Z Geburtshilfe Neonatol 2007; 211 - FV_02_03
DOI: 10.1055/s-2007-1002820

Betreuung bei Schwangerschaft und Epilepsie- Sate of the Art

M Kühnert 1
  • 1Klinik für Geburtshilfe und Perinatalmedizin der Universität Gießen Marburg, Standort Marburg, Marburg

Kinder schwangerer Epileptikerinnen haben in 2–4% Fehlbildungen, in 3% sind Medikamente verantwortlich. Bei Phenytoin, Carbamazepin, Valproat, Barbituraten steigt das Risiko für kardiovaskuläre und urogenitale Malformationen und orale Spaltbildungen. Lamotrigen ist bislang unproblematisch Diagnostk: Zwischen einem 1. Anfall in der Schwangerschaft und der Anfallsfrequenz muss unterschieden werden. Mehr Anfälle in 33% können psychologisch, pharmakokinetisch, physiologisch und hormonell bedingt sein.
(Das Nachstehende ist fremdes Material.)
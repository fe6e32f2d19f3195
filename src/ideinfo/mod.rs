//! Per-target metadata imported from the build tool: the [`TargetIdeInfo`] aggregate, its
//! builder, and one facet type per language toolchain.

pub use android_aar_ide_info::AndroidAarIdeInfo;
pub use android_ide_info::{AndroidIdeInfo, AndroidIdeInfoBuilder};
pub use android_sdk_ide_info::AndroidSdkIdeInfo;
pub use c_ide_info::{CIdeInfo, CIdeInfoBuilder};
pub use c_toolchain_ide_info::{CToolchainIdeInfo, CToolchainIdeInfoBuilder};
pub use dart_ide_info::{DartIdeInfo, DartIdeInfoBuilder};
pub use dependency::{Dependency, DependencyType};
pub use go_ide_info::{GoIdeInfo, GoIdeInfoBuilder};
pub use java_ide_info::{JavaIdeInfo, JavaIdeInfoBuilder, LibraryArtifact};
pub use java_toolchain_ide_info::{JavaToolchainIdeInfo, JavaToolchainIdeInfoBuilder};
pub use js_ide_info::{JsIdeInfo, JsIdeInfoBuilder};
pub use kotlin_toolchain_ide_info::{KotlinToolchainIdeInfo, KotlinToolchainIdeInfoBuilder};
pub use py_ide_info::{PyIdeInfo, PyIdeInfoBuilder, PythonVersion};
pub use target_ide_info::{TargetFacets, TargetIdeInfo, TargetIdeInfoBuilder};
pub use test_ide_info::{TestIdeInfo, TestIdeInfoBuilder, TestSize};
pub use ts_ide_info::{TsIdeInfo, TsIdeInfoBuilder};

mod android_aar_ide_info;
mod android_ide_info;
mod android_sdk_ide_info;
mod c_ide_info;
mod c_toolchain_ide_info;
mod dart_ide_info;
mod dependency;
mod go_ide_info;
mod java_ide_info;
mod java_toolchain_ide_info;
mod js_ide_info;
mod kotlin_toolchain_ide_info;
mod py_ide_info;
mod target_ide_info;
mod test_ide_info;
mod ts_ide_info;
//! Primitive value types: identifiers and locators shared by the whole target model.

pub use artifact_location::{ArtifactLocation, ArtifactLocationBuilder};
pub use kind::{Kind, LanguageClass, RuleType};
pub use label::Label;
pub use target_key::TargetKey;

mod artifact_location;
mod kind;
mod label;
mod target_key;
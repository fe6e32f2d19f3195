//! Builds a [`TargetMap`] from a [`BuildGraph`], one builder per target, spread over a
//! pool of worker threads.

use std::sync::Arc;

use anyhow::{bail, format_err, Result};
use crossbeam_channel::unbounded;
use log::{debug, error, info, warn};
use rustc_hash::FxHashMap;

use crate::config::ImportConfig;
use crate::error::IdeInfoError;
use crate::ideinfo::TargetIdeInfo;
use crate::import::{BuildGraph, RawTarget};
use crate::model::TargetKey;
use crate::target_map::TargetMap;

/// Result of one import cycle.
#[derive(Debug, Clone)]
pub struct ImportOutcome {
    /// Published only once every target has been built.
    pub target_map: Arc<TargetMap>,
    /// Labels of the targets that were discarded, sorted.
    pub failed_targets: Vec<String>,
    /// Keys defined more than once in the graph, sorted. The first definition wins.
    pub duplicate_keys: Vec<TargetKey>,
}

struct BuiltTarget {
    /// Position of the target in the build graph.
    index: usize,
    result: Result<TargetIdeInfo, (String, IdeInfoError)>,
}

pub fn import_build_graph(graph: BuildGraph, config: &ImportConfig) -> Result<ImportOutcome> {
    let target_count = graph.targets.len();
    let worker_count = config.workers.clamp(1, target_count.max(1));
    debug!(
        "Importing {} targets with {} workers",
        target_count, worker_count
    );

    let (raw_sender, raw_receiver) = unbounded::<(usize, RawTarget)>();
    let (built_sender, built_receiver) = unbounded::<BuiltTarget>();

    let workers = (0..worker_count)
        .map(|id| {
            let raw_receiver = raw_receiver.clone();
            let built_sender = built_sender.clone();
            jod_thread::Builder::new()
                .name(format!("ideinfo-import-{}", id))
                .spawn(move || {
                    for (index, raw) in raw_receiver {
                        let label = raw.label.clone();
                        let result = raw.into_target().map_err(|e| (label, e));
                        if built_sender.send(BuiltTarget { index, result }).is_err() {
                            break;
                        }
                    }
                })
        })
        .collect::<Result<Vec<_>, _>>()?;
    drop(raw_receiver);
    drop(built_sender);

    for entry in graph.targets.into_iter().enumerate() {
        raw_sender
            .send(entry)
            .map_err(|_| format_err!("All import workers stopped unexpectedly"))?;
    }
    drop(raw_sender);

    let mut targets: FxHashMap<TargetKey, (usize, TargetIdeInfo)> = FxHashMap::default();
    let mut failed_targets = vec![];
    let mut duplicate_keys = vec![];

    for built in built_receiver {
        let target = match built.result {
            Ok(target) => target,
            Err((label, e)) => {
                error!("Discarding target {}: {}", label, e);
                failed_targets.push(label);
                continue;
            }
        };
        debug!("Imported target {}", target);

        let key = target.key().clone();
        match targets.get(&key) {
            Some((existing_index, _)) => {
                warn!("Target {} is defined more than once, keeping the first definition", key);
                duplicate_keys.push(key.clone());
                if built.index < *existing_index {
                    targets.insert(key, (built.index, target));
                }
            }
            None => {
                targets.insert(key, (built.index, target));
            }
        }
    }

    for worker in workers {
        worker.join();
    }

    failed_targets.sort();
    duplicate_keys.sort();
    duplicate_keys.dedup();

    if config.fail_on_invalid_target && !failed_targets.is_empty() {
        bail!(
            "{} targets could not be imported: {}",
            failed_targets.len(),
            failed_targets.join(", ")
        );
    }

    info!(
        "Imported {} targets, discarded {}",
        targets.len(),
        failed_targets.len()
    );

    let target_map = TargetMap::new(
        targets
            .into_iter()
            .map(|(key, (_, target))| (key, target))
            .collect(),
    );

    Ok(ImportOutcome {
        target_map: Arc::new(target_map),
        failed_targets,
        duplicate_keys,
    })
}

#[cfg(test)]
mod tests {
    use super::*;
    use crate::ideinfo::TestSize;
    use crate::model::{ArtifactLocation, Kind, Label};

    fn raw(label: &str, kind: &str) -> RawTarget {
        RawTarget {
            label: label.to_string(),
            kind: kind.to_string(),
            ..RawTarget::default()
        }
    }

    fn key(label: &str) -> TargetKey {
        TargetKey::for_plain_target(Label::parse(label).unwrap())
    }

    fn config(workers: usize) -> ImportConfig {
        ImportConfig::new(Some(workers), false)
    }

    #[test]
    fn imports_every_target() {
        let graph = BuildGraph {
            targets: (0..200)
                .map(|i| raw(&format!("//pkg{}:lib", i), "java_library"))
                .collect(),
        };

        let outcome = import_build_graph(graph, &config(4)).unwrap();

        assert_eq!(outcome.target_map.len(), 200);
        assert!(outcome.failed_targets.is_empty());
        assert!(outcome.duplicate_keys.is_empty());
        assert!(outcome.target_map.contains(&key("//pkg199:lib")));
    }

    #[test]
    fn discards_invalid_targets() {
        let graph = BuildGraph {
            targets: vec![
                raw("//a:ok", "py_library"),
                raw("a:bad_label", "py_library"),
                raw("//a:bad_kind", "my_macro"),
            ],
        };

        let outcome = import_build_graph(graph, &config(2)).unwrap();

        assert_eq!(outcome.target_map.len(), 1);
        assert_eq!(
            outcome.failed_targets,
            vec!["//a:bad_kind".to_string(), "a:bad_label".to_string()]
        );
    }

    #[test]
    fn fail_on_invalid_target() {
        let graph = BuildGraph {
            targets: vec![raw("//a:ok", "py_library"), raw("//a:bad", "my_macro")],
        };

        let err = import_build_graph(graph, &ImportConfig::new(Some(2), true)).unwrap_err();
        assert_eq!(err.to_string(), "1 targets could not be imported: //a:bad");
    }

    #[test]
    fn first_definition_wins() {
        let mut first = raw("//a:dup", "py_test");
        first.test_info = Some(crate::ideinfo::TestIdeInfo::builder().set_test_size(TestSize::Small));
        let mut second = raw("//a:dup", "py_test");
        second.sources = vec![ArtifactLocation::source("a/second.py")];

        let graph = BuildGraph {
            targets: vec![first, raw("//a:other", "py_library"), second],
        };

        let outcome = import_build_graph(graph, &config(3)).unwrap();

        let target = outcome.target_map.get(&key("//a:dup")).unwrap();
        assert_eq!(target.test_ide_info().unwrap().test_size, TestSize::Small);
        assert!(target.sources().is_empty());
        assert_eq!(outcome.duplicate_keys, vec![key("//a:dup")]);
        assert_eq!(outcome.target_map.len(), 2);
    }

    #[test]
    fn empty_graph() {
        let outcome = import_build_graph(BuildGraph::default(), &config(8)).unwrap();
        assert!(outcome.target_map.is_empty());
    }

    #[test]
    fn independent_of_worker_count() {
        let graph = || BuildGraph {
            targets: vec![
                raw("//a:lib", "go_library"),
                raw("//a:test", "go_test"),
                raw("//a:lib", "go_binary"),
            ],
        };

        let single = import_build_graph(graph(), &config(1)).unwrap();
        let many = import_build_graph(graph(), &config(8)).unwrap();

        assert_eq!(single.target_map, many.target_map);
        assert_eq!(
            many.target_map.get(&key("//a:lib")).unwrap().kind(),
            Some(Kind::GO_LIBRARY)
        );
    }
}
Plasmaspiegel sind alle 4–6 Wochen zu kontrollieren. Therapie: Die Notwendigkeit einer Antikonvulsivatherapie ist zu prüfen, Monotherapien sind zu bevorzugen. niedrigere Dosierungen im 1.Trimenon und Dosissteigerungen nach Abschluss der Organogenese sind häufig. Anfälle werden mit Benzodiazepinen behandelt. Entbindungsmodus: Grundsätzlich spontan; Sectio bei: rezidivierenden generalisierten tonisch-klonischen Anfällen, täglichen komplex-partiellen oder wöchentlichen Grand-mal Anfällen Prophylaxe der teratogenen Wirkungen: Folsäure unschwanger und schwanger; Vitamin K im 3. Trimenon und beim Neonaten Stillen: Stillen ist erlaubt, obwohl alle Antikonvulsiva Muttermilch gängig sind Zusammenfassung: 90% aller schwangeren Epileptikerinnen bekommen gesunde Kinder und sollten bis zur 16. SSW der European Registry of Anti-epileptic Drugs and Pregnancy (=EURAP) gemeldet werden. Obligat: präkonzeptionell proaktive und betreffs Schwangerschaft, Geburt und Wochenbett/Stillzeit gemeinsame Betreuung durch Perinatalmediziner und Neurologen, um ein gefährliches Absetzen der Antikonvulsiva aus Angst vor kindlicher Schädigung zu verhindern (Gefahr gehäufter Anfälle mit fetaler Hypoxie etc.).